**WHAT TO WORK ON**
Reproduce every entry exactly as written.
··· EXTRACTED RECORDS
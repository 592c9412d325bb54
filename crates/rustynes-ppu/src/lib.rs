//! Cycle-accurate Ricoh 2C02 PPU (Picture Processing Unit) emulator for NES.
//!
//! This crate renders the NES's 256×240 video output dot-by-dot, matching
//! the real PPU's scanline/dot timing (341 dots × 262 scanlines per frame,
//! with the familiar odd-frame short scanline) closely enough to support
//! mid-frame raster tricks such as split-screen status bars.
//!
//! # Architecture
//!
//! [`Ppu::read_register`] / [`Ppu::write_register`] model the CPU-visible
//! $2000-$2007 registers. Both take a CHR-access closure so the PPU can
//! fetch/store pattern table data through the cartridge mapper without this
//! crate depending on one. [`Ppu::step_with_chr`] advances the PPU by one
//! dot using the same closure to fetch tile and sprite pattern bytes during
//! rendering; [`Ppu::step`] is a convenience wrapper for callers that don't
//! need real pattern data (e.g. timing-only tests).
//!
//! Nametable RAM and its mirroring live inside [`Vram`]; palette RAM is part
//! of the same struct since real hardware keeps it on-chip rather than on
//! the mirrored CIRAM the mapper's mirroring mode controls.
//!
//! # Example
//!
//! ```no_run
//! use rustynes_ppu::{Mirroring, Ppu};
//!
//! let mut ppu = Ppu::new(Mirroring::Horizontal);
//!
//! // Enable NMI-on-VBlank and background rendering.
//! ppu.write_register(0x2000, 0x80, |_addr, _value| {});
//! ppu.write_register(0x2001, 0x08, |_addr, _value| {});
//!
//! // Step the PPU (call 3 times per CPU cycle for NTSC), wiring the
//! // closure to the cartridge mapper's CHR reads.
//! let (_, nmi) = ppu.step_with_chr(|_pattern_addr| 0u8);
//! if nmi {
//!     // Trigger NMI in the CPU.
//! }
//! ```
//!
//! # Features
//!
//! - `serde`: Enable serialization support for save states.

#![cfg_attr(not(feature = "std"), no_std)]

extern crate alloc;

mod background;
mod oam;
mod ppu;
mod registers;
mod scroll;
mod sprites;
mod timing;
mod vram;

pub use background::Background;
pub use oam::{Oam, SecondaryOam, Sprite, SpriteAttributes};
pub use ppu::{Ppu, FRAME_HEIGHT, FRAME_SIZE, FRAME_WIDTH};
pub use registers::{PpuCtrl, PpuMask, PpuStatus};
pub use scroll::ScrollRegisters;
pub use sprites::{SpriteEvaluator, SpriteRenderer};
pub use timing::Timing;
pub use vram::{Mirroring, Vram};

#[cfg(test)]
mod tests {
    use super::*;

    #[test]
    fn test_ppu_integration() {
        let mut ppu = Ppu::new(Mirroring::Horizontal);

        // Enable background rendering.
        ppu.write_register(0x2001, 0x08, |_, _| {});

        for _ in 0..100 {
            ppu.step();
        }

        assert_eq!(ppu.frame_buffer().len(), FRAME_SIZE);
    }

    #[test]
    fn test_frame_completion() {
        let mut ppu = Ppu::new(Mirroring::Vertical);

        let mut frames = 0;
        // One full NTSC frame is 341*262 dots (less one on odd frames);
        // stepping well past two frames must complete at least one.
        for _ in 0..(341 * 262 * 2) {
            let (frame_complete, _) = ppu.step();
            if frame_complete {
                frames += 1;
            }
        }

        assert!(frames >= 1);
    }

    #[test]
    fn test_vblank_nmi() {
        let mut ppu = Ppu::new(Mirroring::Horizontal);

        // Enable NMI on VBlank.
        ppu.write_register(0x2000, 0x80, |_, _| {});

        let mut nmi_fired = false;
        for _ in 0..(341 * 262) {
            let (_, nmi) = ppu.step();
            if nmi {
                nmi_fired = true;
                break;
            }
        }

        assert!(nmi_fired);
    }
}
//! Main Iced application implementing the Elm architecture pattern.
//!
//! The Elm architecture consists of three parts:
//! - Model: Application state (`RustyNes` struct)
//! - Update: State transitions (`update()` function)
//! - View: UI rendering (`view()` function)

use std::path::PathBuf;
use std::sync::Arc;

use iced::{Element, Subscription, Task, Theme};
use tracing::{error, info};

use crate::audio::AudioOutput;
use crate::config::AppConfig;
use crate::input::{gamepad::GamepadManager, keyboard::KeyboardMapper, InputState};
use crate::library::LibraryState;
use crate::message::Message;
use crate::metrics::PerformanceMetrics;
use crate::view::View;
use rustynes_core::Console;

/// NTSC frame interval (1 / 60.0988 Hz), used to drive the emulation tick subscription.
const FRAME_INTERVAL: std::time::Duration = std::time::Duration::from_nanos(16_639_267);

/// Main application state (Elm Model)
pub struct RustyNes {
    /// Current view/screen
    current_view: View,

    /// Emulator core (None when no ROM loaded)
    console: Option<Console>,

    /// Currently loaded ROM path
    current_rom: Option<PathBuf>,

    /// Application theme
    theme: Theme,

    /// Application configuration
    config: AppConfig,

    /// Shared framebuffer (updated by emulator, read by renderer)
    framebuffer: Arc<Vec<u8>>,

    /// Input state for both players
    input_state: InputState,

    /// Keyboard mapper
    keyboard_mapper: KeyboardMapper,

    /// Gamepad manager
    gamepad_manager: Option<GamepadManager>,

    /// ROM library state
    library: LibraryState,

    /// Show about dialog
    show_about: bool,

    /// Audio output stream (None if no device was available at startup)
    audio_output: Option<AudioOutput>,

    /// Performance metrics tracker
    metrics: PerformanceMetrics,

    /// Whether the performance overlay is visible
    show_metrics: bool,
}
······
**WRITTEN SOLUTION**
repository 592c9412d325bb54
filename crates/rustynes-ppu/src/lib.rs
//! Cycle-accurate Ricoh 2C02 PPU (Picture Processing Unit) emulator for NES.
//!
//! This crate renders the NES's 256×240 video output dot-by-dot, matching
//! the real PPU's scanline/dot timing (341 dots × 262 scanlines per frame,
//! with the familiar odd-frame short scanline) closely enough to support
//! mid-frame raster tricks such as split-screen status bars.
//!
//! # Architecture
//!
//! [`Ppu::read_register`] / [`Ppu::write_register`] model the CPU-visible
//! $2000-$2007 registers. Both take a CHR-access closure so the PPU can
//! fetch/store pattern table data through the cartridge mapper without this
//! crate depending on one. [`Ppu::step_with_chr`] advances the PPU by one
//! dot using the same closure to fetch tile and sprite pattern bytes during
//! rendering; [`Ppu::step`] is a convenience wrapper for callers that don't
//! need real pattern data (e.g. timing-only tests).
//!
//! Nametable RAM and its mirroring live inside [`Vram`]; palette RAM is part
//! of the same struct since real hardware keeps it on-chip rather than on
//! the mirrored CIRAM the mapper's mirroring mode controls.
//!
//! # Example
//!
//! ```no_run
//! use rustynes_ppu::{Mirroring, Ppu};
//!
//! let mut ppu = Ppu::new(Mirroring::Horizontal);
//!
//! // Enable NMI-on-VBlank and background rendering.
//! ppu.write_register(0x2000, 0x80, |_addr, _value| {});
//! ppu.write_register(0x2001, 0x08, |_addr, _value| {});
//!
//! // Step the PPU (call 3 times per CPU cycle for NTSC), wiring the
//! // closure to the cartridge mapper's CHR reads.
//! let (_, nmi) = ppu.step_with_chr(|_pattern_addr| 0u8);
//! if nmi {
//!     // Trigger NMI in the CPU.
//! }
//! ```
//!
//! # Features
//!
//! - `serde`: Enable serialization support for save states.

#![cfg_attr(not(feature = "std"), no_std)]

extern crate alloc;

mod background;
mod oam;
mod ppu;
mod registers;
mod scroll;
mod sprites;
mod timing;
mod vram;

pub use background::Background;
pub use oam::{Oam, SecondaryOam, Sprite, SpriteAttributes};
pub use ppu::{Ppu, FRAME_HEIGHT, FRAME_SIZE, FRAME_WIDTH};
pub use registers::{PpuCtrl, PpuMask, PpuStatus};
pub use scroll::ScrollRegisters;
pub use sprites::{SpriteEvaluator, SpriteRenderer};
pub use timing::Timing;
pub use vram::{Mirroring, Vram};

#[cfg(test)]
mod tests {
    use super::*;

    #[test]
    fn test_ppu_integration() {
        let mut ppu = Ppu::new(Mirroring::Horizontal);

        // Enable background rendering.
        ppu.write_register(0x2001, 0x08, |_, _| {});

        for _ in 0..100 {
            ppu.step();
        }

        assert_eq!(ppu.frame_buffer().len(), FRAME_SIZE);
    }

    #[test]
    fn test_frame_completion() {
        let mut ppu = Ppu::new(Mirroring::Vertical);

        let mut frames = 0;
        // One full NTSC frame is 341*262 dots (less one on odd frames);
        // stepping well past two frames must complete at least one.
        for _ in 0..(341 * 262 * 2) {
            let (frame_complete, _) = ppu.step();
            if frame_complete {
                frames += 1;
            }
        }

        assert!(frames >= 1);
    }

    #[test]
    fn test_vblank_nmi() {
        let mut ppu = Ppu::new(Mirroring::Horizontal);

        // Enable NMI on VBlank.
        ppu.write_register(0x2000, 0x80, |_, _| {});

        let mut nmi_fired = false;
        for _ in 0..(341 * 262) {
            let (_, nmi) = ppu.step();
            if nmi {
                nmi_fired = true;
                break;
            }
        }

        assert!(nmi_fired);
    }
}
//! Main Iced application implementing the Elm architecture pattern.
//!
//! The Elm architecture consists of three parts:
//! - Model: Application state (`RustyNes` struct)
//! - Update: State transitions (`update()` function)
//! - View: UI rendering (`view()` function)

use std::path::PathBuf;
use std::sync::Arc;

use iced::{Element, Subscription, Task, Theme};
use tracing::{error, info};

use crate::audio::AudioOutput;
use crate::config::AppConfig;
use crate::input::{gamepad::GamepadManager, keyboard::KeyboardMapper, InputState};
use crate::library::LibraryState;
use crate::message::Message;
use crate::metrics::PerformanceMetrics;
use crate::view::View;
use rustynes_core::Console;

/// NTSC frame interval (1 / 60.0988 Hz), used to drive the emulation tick subscription.
const FRAME_INTERVAL: std::time::Duration = std::time::Duration::from_nanos(16_639_267);

/// Main application state (Elm Model)
pub struct RustyNes {
    /// Current view/screen
    current_view: View,

    /// Emulator core (None when no ROM loaded)
    console: Option<Console>,

    /// Currently loaded ROM path
    current_rom: Option<PathBuf>,

    /// Application theme
    theme: Theme,

    /// Application configuration
    config: AppConfig,

    /// Shared framebuffer (updated by emulator, read by renderer)
    framebuffer: Arc<Vec<u8>>,

    /// Input state for both players
    input_state: InputState,

    /// Keyboard mapper
    keyboard_mapper: KeyboardMapper,

    /// Gamepad manager
    gamepad_manager: Option<GamepadManager>,

    /// ROM library state
    library: LibraryState,

    /// Show about dialog
    show_about: bool,

    /// Audio output stream (None if no device was available at startup)
    audio_output: Option<AudioOutput>,

    /// Performance metrics tracker
    metrics: PerformanceMetrics,

    /// Whether the performance overlay is visible
    show_metrics: bool,
}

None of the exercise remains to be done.